# Are you loving the new Beachwear Collection 🍪 And Beau’s Artisinal Cookie items?



## The Pennifer (Jul 15, 2019)

*Are you loving the new Beachwear Collection  And Beau’s Artisinal Cookie items?*




I am actually really loving it! It makes me think this is maybe a nod to Animal Crossing New Horizons with its tropical island themes  So, what are your impressions?

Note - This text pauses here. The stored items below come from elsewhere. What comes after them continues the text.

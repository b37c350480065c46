//! # Review Subcommand
//!
//! Reviews one promotion video: the transcript (read from a file, or
//! transcribed from audio) is judged against every catalog rule, and any
//! frames found in `--frames-dir` are scanned for a risk disclaimer.
//!
//! Prints the review report as JSON. Exit code 0 when no rule is violated,
//! 1 when at least one is.

use std::path::PathBuf;
use std::sync::Arc;
use std::time::Duration;

use anyhow::{Context, Result};
use clap::Args;
use fpr_engine::retry::{DEFAULT_MAX_RETRIES, DEFAULT_RETRY_DELAY};
use fpr_engine::{ComplianceReview, RetryPolicy, ReviewInput, ReviewReport};
use fpr_oracle::OracleClient;

use crate::input::{load_frames, load_registry, load_transcript, TranscriptSource};

/// Arguments for the `fpr review` subcommand.
#[derive(Args, Debug)]
pub struct ReviewArgs {
    #[command(flatten)]
    pub source: TranscriptSource,

    /// Directory of JPEG frames sampled from the video.
    #[arg(long, value_name = "DIR")]
    pub frames_dir: Option<PathBuf>,

    /// YAML rule catalog. Defaults to the built-in FCA catalog.
    #[arg(long, value_name = "FILE")]
    pub rules: Option<PathBuf>,

    /// Retries per rule after the first failed attempt.
    #[arg(long, default_value_t = DEFAULT_MAX_RETRIES)]
    pub max_retries: u32,

    /// Pause between attempts for the same rule.
    #[arg(long, default_value_t = DEFAULT_RETRY_DELAY.as_millis() as u64)]
    pub retry_delay_ms: u64,

    /// Limit on a single oracle call.
    #[arg(long)]
    pub attempt_timeout_secs: Option<u64>,

    /// Limit on evaluating all rules. Rules still running are reported as unevaluated.
    #[arg(long)]
    pub deadline_secs: Option<u64>,

    /// Maximum number of rules evaluated at once. Unbounded by default.
    #[arg(long)]
    pub concurrency: Option<usize>,

    /// Override the judgment model.
    #[arg(long)]
    pub judge_model: Option<String>,

    /// Write the report here instead of stdout.
    #[arg(long, value_name = "FILE")]
    pub output: Option<PathBuf>,
}

impl ReviewArgs {
    pub fn retry_policy(&self) -> RetryPolicy {
        let mut policy = RetryPolicy::default()
            .with_max_retries(self.max_retries)
            .with_delay(Duration::from_millis(self.retry_delay_ms));
        if let Some(secs) = self.attempt_timeout_secs {
            policy = policy.with_attempt_timeout(Duration::from_secs(secs));
        }
        if let Some(secs) = self.deadline_secs {
            policy = policy.with_deadline(Duration::from_secs(secs));
        }
        policy
    }
}

/// Execute the review subcommand.
pub fn run_review(args: &ReviewArgs) -> Result<u8> {
    let client = crate::oracle_client(args.judge_model.as_deref())?;
    let report = crate::block_on(review(args, client))??;

    if !report.is_complete() {
        let rules: Vec<&str> = report
            .unevaluated_rules
            .iter()
            .map(|r| r.rule_name.as_str())
            .collect();
        tracing::warn!(?rules, "some rules could not be evaluated and count as respected");
    }

    let json = serde_json::to_string_pretty(&report).context("failed to render report")?;
    crate::write_output(&json, args.output.as_deref())?;
    Ok(exit_code(&report))
}

/// Load inputs and run the review with `client` serving every oracle role.
pub async fn review(args: &ReviewArgs, client: OracleClient) -> Result<ReviewReport> {
    let registry = Arc::new(load_registry(args.rules.as_deref())?);
    let frames = args.frames_dir.as_deref().map(load_frames).transpose()?;
    let transcript = load_transcript(&args.source, &client).await?;

    let client = Arc::new(client);
    let mut engine = ComplianceReview::new(registry, client.clone())
        .with_video(client.clone(), client)
        .with_policy(args.retry_policy());
    if let Some(limit) = args.concurrency {
        engine = engine.with_concurrency_limit(limit);
    }

    engine
        .run(ReviewInput { transcript, frames })
        .await
        .context("review aborted")
}

/// 0 when nothing was violated, 1 otherwise.
pub fn exit_code(report: &ReviewReport) -> u8 {
    if report.transcript_review.is_clean() {
        0
    } else {
        1
    }
}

I love the black and white ribbon suit which is sooo Pennifer, and in game Pocket Camp I alternate between that and the Mermaid suit with  Aquamarine Tiara





I?m Posting some pictures and recent art just for fun
I ADORE my pixel art from hzl 





I played around with a 3D model image to vamp up my PocketCamp Pennifer Image  LOL


Spoiler: PocketCamp Beach Babe


----------



## jenikinz (Jul 15, 2019)

I love the clothing collections! I don't have enough clothes in this game, I love changing my character and the campers!


----------



## The Pennifer (Jul 15, 2019)

jenikinz said:


> I love the clothing collections! I don't have enough clothes in this game, I love changing my character and the campers!


I do have a pretty full catalog, but I don’t craft all the special theme items ... I love the kimonos and the Grandiose items ... I just don’t like the backpacks for some reason and besides, they're so expensive lol


----------



## sorayomi (Jul 15, 2019)

I generally don't gravitate towards beachwear/tropical theme in general, but I couldn't resist the Mermaid item (which I got lucky for and got it from one of the random-daily fortune cookies on display).


----------



## That Marshal Fangirl (Jul 15, 2019)

I'll admit I was very excited when it came out.  In fact, when I saw the pink ribbon swimsuit all thoughts of saving my leaf tickets flew out the window.  I quickly bought both pairs of sparkling sandals as well, since they go with lots of outfits and I was longing for some more flip flop-type shoes.  I have no regrets on spending those 180 leaf tickets.  I feel like a beach queen with the stuff I bought.


----------



## The Pennifer (Jul 15, 2019)

ThatOneMarshalFangirl said:


> I'll admit I was very excited when it came out.  In fact, when I saw the pink ribbon swimsuit all thoughts of saving my leaf tickets flew out the window.  I quickly bought both pairs of sparkling sandals as well, since they go with lots of outfits and I was longing for some more flip flop-type shoes.  I have no regrets on spending those 180 leaf tickets.  I feel like a beach queen with the stuff I bought.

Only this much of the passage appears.